Friday, 29 January - Day 4. The Gulf yesterday, the Atlantic today. Florida isn't that wide. Today was our main mission. Bring back mass quantities of citrus to Kentucky. Our first, and only, stop today was at John Bunkley's house on Merritt Island. We had met him 5 years ago, as the owner of an orchard and sales stand. Since then, he has retired, but still sells "you pick" citrus from his back yard. Well! We piled 9 bags, about 17-20 pounds each, of oranges, lemons and grapefruit. Pomelos were nowhere to be had. When the final bill came in, for about 175 pounds of fruit -- $36.00! Needless to say, the juicer attachment for our KitchenAid which I gave Barry for Christmas is now getting a workout as we overdose on Vitamin C every day!
After Bunkley's, we stopped at Rockledge Gardens in Rockledge, where we have bought plants each time we stopped. This trip, we picked up a perennial dianthus and a Meyer lemon. The lemon is a patio-type which has many blossoms on it, and with luck, will keep us in Meyer lemons for many years to come. Now for those of you who don't know, Florida lemons are TOTALLY different. First of all, they're slightly orange in color, they're round, and have thin skins. One could mistake them for a not-quite-ripe orange. In fact, several years ago, my dad did. But they are not sour like California lemons. They zest well (low power on the microwave dries the zest well), and taste great. The folks at Rockledge are helpful and knowledgable about their plants, and we always learn something new there.
Anyway, back to Orlando, and dinner at Bogard's. I tried the tilapia, first time, and loved it. Barry had the fresh salmon, and we both had a great meal there for a reasonable value for the price.
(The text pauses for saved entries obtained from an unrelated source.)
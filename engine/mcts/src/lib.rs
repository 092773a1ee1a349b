//! Monte Carlo Tree Search (MCTS) for AlphaZero-style game playing.
//!
//! This crate provides a game-agnostic PUCT search that works with any game
//! implementing the `engine-core` [`Game`] trait and any [`Evaluator`] oracle.
//!
//! # Overview
//!
//! Each simulation consists of four phases:
//!
//! 1. **Selection**: follow the edge maximising `Q + U`, where `U` scales the
//!    prior by `sqrt(N(s)) / (1 + N(s,a))` and a slowly growing `c_puct(s)`
//! 2. **Expansion**: at an unexpanded node, ask the evaluator for priors and
//!    create one edge per legal action; child states are built lazily
//! 3. **Evaluation**: terminal nodes use the exact game outcome, others the
//!    evaluator's value
//! 4. **Backpropagation**: update edge visit counts and value sums along the
//!    path, flipping the sign at every ply
//!
//! Nodes live in an arena indexed by [`NodeId`], and a fingerprint index lets
//! transposed move orders share a node.
//!
//! # Usage
//!
//! ```rust
//! use engine_core::{Game, Player};
//! use games_quoridor::Quoridor;
//! use mcts::{MctsConfig, MctsSearch, UniformEvaluator};
//!
//! let game = Quoridor::new(5).unwrap();
//! let evaluator = UniformEvaluator::new();
//! let config = MctsConfig::for_testing();
//!
//! let mut search = MctsSearch::new(&game, &evaluator, config);
//! let state = game.initial_state();
//! let result = search.search(&state, Player::One).unwrap();
//!
//! assert!(game.legal_action_mask(&state, Player::One)[result.action]);
//! assert!((result.policy.iter().sum::<f32>() - 1.0).abs() < 1e-4);
//! ```
//!
//! # Configuration
//!
//! [`MctsConfig`] controls search behavior; `MctsConfig::default()` reads the
//! `[mcts]` section of the shared defaults:
//!
//! - `num_simulations`: simulations per `search` call (default: 100)
//! - `c_puct_base` / `c_puct_init`: shape of the exploration bound
//!   (defaults: 19652 / 2.5)
//! - `temperature`: sharpness of the visit distribution (1.0 = proportional,
//!   0.0 = greedy)
//! - `dirichlet_alpha` / `dirichlet_epsilon`: root noise, off by default
//! - `reuse_tree`: keep the subtree below the next root between searches

pub mod config;
pub mod evaluator;
pub mod node;
pub mod search;
pub mod tree;

// Re-export main types
pub use config::MctsConfig;
pub use engine_core::{Game, Player};
pub use evaluator::{
    sanitize, ContractViolation, EvalResult, Evaluator, EvaluatorError, RandomEvaluator,
    Sanitized, UniformEvaluator,
};
pub use node::{Edge, MctsNode, NodeId};
pub use search::{MctsSearch, SearchError, SearchResult, SearchStats};
pub use tree::{MctsTree, TreeStats};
Saturday, 30 January - Day 5. We watched the weather closely. A winter storm was predicted for much of Kentucky, so instead of heading up I-75 through Atlanta, Chattanooga, Knoxville, and the east Kentucky mountains, we decided instead to pick up I-65 in Birmingham, Alabama. So up I-75 we went, picking up I-10 westbound to Tallahassee. Then it was up US Rte 231 to Montgomery, Alabama and I-65 to Nashville where we planned to spend the night. On the way, we noticed a sign for "Chattahoochee" so we HAD to get a photo of that, as well as signs to 3 southern state capitals -- Tallahassee, Montgomery and Atlanta.
Montgomery, Alabama, truly disappointed us. It was run-down and unkempt, obviously not prosperous, as Dothan and Birmingham seemed to be. Somehow, I was expecting the first capital of the Confederate States of America to be more presentable. Or maybe we just saw the worst, I don't know.
Sunday, 31 January - Day 6. Morning dawned bright and sunny, but still cold. The building on the right with the two tips is the AT&T Building, which we call the "Bat Building" from Batman. We can always tell Nashville's skyline by that iconic building.
Our trip from Nashville back home to the Bluegrass was uneventful -- thankfully. When we got home, we noticed that virtually no one had shoveled or plowed their driveways, then it dawned on us -- people here simply wait for it to melt! It did in 2 days. But as I write this, we have another half inch to prolong winter (sympathies to those in MD and DC who have 20+ inches).
Today, February 6 -- nearly all the oranges are juiced, 3 lemons left, and a bag of grapefruit. I juice them with the KitchenAid, and Barry pours the juice into bottles, or in the case of the lemons, ice cube trays. He then takes the peels, runs them through the food processor, and composts them. Can't hurt the garden, we think. However, if the seeds do NOT compost, we'll have hundreds of little orange, lemon and grapefruit trees growing in all our gardens. Happened last year, no reason to think it won't this year!